H2L2 (for three decades, officially Harbeson, Hough, Livingston & Larson) is an architecture firm in Philadelphia founded in 1907 by Paul Philippe Cret as The Offices of Paul Philippe Cret.  In 1923, John Harbeson became Cret's partner, along with William J. H. Hough and William Livingston.

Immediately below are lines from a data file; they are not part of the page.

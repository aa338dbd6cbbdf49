
use std::os::unix::process::ExitStatusExt;
use std::path::Path;
use std::time::Duration;

use nix::sys::signal::Signal;
use tokio::process::Command;

use grid_lite::worker::{ProcessTreeKiller, ProcfsTreeKiller};
use test_harness::assert_eventually;

/// Gone, or a zombie waiting to be reaped
fn is_dead(pid: u32) -> bool {
    match std::fs::read_to_string(format!("/proc/{}/stat", pid)) {
        Ok(stat) => stat
            .rfind(')')
            .and_then(|i| stat[i + 1..].split_whitespace().next())
            .map_or(true, |state| state == "Z" || state == "X"),
        Err(_) => true,
    }
}

fn read_pid(path: &Path) -> Option<u32> {
    std::fs::read_to_string(path).ok()?.trim().parse().ok()
}

#[tokio::test]
async fn test_kill_tree_reaches_background_children() {
    let dir = tempfile::tempdir().unwrap();
    let pidfile = dir.path().join("child.pid");
    let mut shell = Command::new("sh")
        .arg("-c")
        .arg(format!("sleep 30 & echo $! > {}; wait", pidfile.display()))
        .spawn()
        .unwrap();
    let root = shell.id().unwrap();

    let path = pidfile.as_path();
    assert_eventually(
        || async move { read_pid(path).is_some() },
        Duration::from_secs(5),
        "background child never wrote its pid",
    )
    .await;
    let child = read_pid(&pidfile).unwrap();

    let tree = ProcfsTreeKiller::collect_tree(root).unwrap();
    assert_eq!(tree[0], root);
    assert!(tree.contains(&child));

    let signalled = ProcfsTreeKiller.kill_tree(root, Signal::SIGKILL).unwrap();
    assert!(signalled >= 2);

    let status = tokio::time::timeout(Duration::from_secs(5), shell.wait())
        .await
        .unwrap()
        .unwrap();
    assert_eq!(status.signal(), Some(Signal::SIGKILL as i32));
    assert_eventually(
        || async move { is_dead(child) },
        Duration::from_secs(5),
        "background child survived the kill",
    )
    .await;
}

#[test]
fn test_kill_tree_of_missing_process_is_not_an_error() {
    // Far above any default pid_max
    let signalled = ProcfsTreeKiller
        .kill_tree(999_999_999, Signal::SIGKILL)
        .unwrap();
    assert_eq!(signalled, 0);
}
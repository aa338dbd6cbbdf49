pub mod assigner;
pub mod job;
pub mod queue;

pub use assigner::{Assignment, NodeItem, NodePool};
pub use job::{Job, JobId, JobStatus, JobSubmission, NodeId, Task, TaskId, TaskItem, TaskStatus};
pub use queue::{QueueJson, TaskQueue, TaskRef};
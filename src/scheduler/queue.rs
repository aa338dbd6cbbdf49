use std::collections::{BTreeMap, VecDeque};

use serde::{Deserialize, Serialize};

use crate::scheduler::job::{JobId, TaskId};

/// Reference to a task inside the job table.
#[derive(Debug, Clone, Copy, PartialEq, Eq, Hash, Serialize, Deserialize)]
#[serde(rename_all = "camelCase")]
pub struct TaskRef {
    pub job_id: JobId,
    pub task_id: TaskId,
}

impl TaskRef {
    pub fn new(job_id: JobId, task_id: TaskId) -> Self {
        Self { job_id, task_id }
    }
}

#[derive(Debug, Clone, PartialEq, Eq, Serialize, Deserialize)]
#[serde(rename_all = "camelCase")]
pub struct PriorityLevel {
    pub priority: i32,
    pub num_tasks: usize,
}

/// Queue snapshot for clients, highest priority first.
#[derive(Debug, Clone, Default, PartialEq, Eq, Serialize, Deserialize)]
#[serde(rename_all = "camelCase")]
pub struct QueueJson {
    pub num_tasks: usize,
    pub priorities: Vec<PriorityLevel>,
}

/// Pending tasks bucketed by priority. Larger numbers run first; within a
/// priority tasks keep their insertion order.
#[derive(Debug, Default)]
pub struct TaskQueue {
    levels: BTreeMap<i32, VecDeque<TaskRef>>,
    len: usize,
}

impl TaskQueue {
    pub fn new() -> Self {
        Self::default()
    }

    pub fn push_back(&mut self, priority: i32, task: TaskRef) {
        self.levels.entry(priority).or_default().push_back(task);
        self.len += 1;
    }

    /// Put a task ahead of everything at its priority (used for requeues)
    pub fn push_front(&mut self, priority: i32, task: TaskRef) {
        self.levels.entry(priority).or_default().push_front(task);
        self.len += 1;
    }

    /// Head task of the highest non-empty priority
    pub fn peek_highest(&self) -> Option<(i32, TaskRef)> {
        self.levels
            .iter()
            .rev()
            .find_map(|(p, q)| q.front().map(|t| (*p, *t)))
    }

    pub fn pop_highest(&mut self) -> Option<(i32, TaskRef)> {
        let priority = self.peek_highest()?.0;
        let level = self.levels.get_mut(&priority)?;
        let task = level.pop_front()?;
        if level.is_empty() {
            self.levels.remove(&priority);
        }
        self.len -= 1;
        Some((priority, task))
    }

    /// Remove every queued task of a job, returning what was removed
    pub fn remove_job(&mut self, job_id: &JobId) -> Vec<TaskRef> {
        let mut removed = Vec::new();
        for level in self.levels.values_mut() {
            level.retain(|t| {
                if t.job_id == *job_id {
                    removed.push(*t);
                    false
                } else {
                    true
                }
            });
        }
        self.levels.retain(|_, q| !q.is_empty());
        self.len -= removed.len();
        removed
    }

    pub fn contains(&self, task: &TaskRef) -> bool {
        self.levels.values().any(|q| q.contains(task))
    }

    pub fn len(&self) -> usize {
        self.len
    }

    pub fn is_empty(&self) -> bool {
        self.len == 0
    }

    pub fn snapshot(&self) -> QueueJson {
        QueueJson {
            num_tasks: self.len,
            priorities: self
                .levels
                .iter()
                .rev()
                .map(|(p, q)| PriorityLevel {
                    priority: *p,
                    num_tasks: q.len(),
                })
                .collect(),
        }
    }
}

In 1925 the firm was joined by Roy Larson.  After Cret's death in 1945, the younger partners followed Cret's wishes and removed Cret's name from their masthead, continuing as Harbeson, Hough, Livingston & Larson.  In 1976, the firm officially became H2L2 after years of using the name informally.  In 2012, H2L2 and NELSON, which was founded in 1977 as an interior design firm, merged to create a full-service architecture/engineering firm.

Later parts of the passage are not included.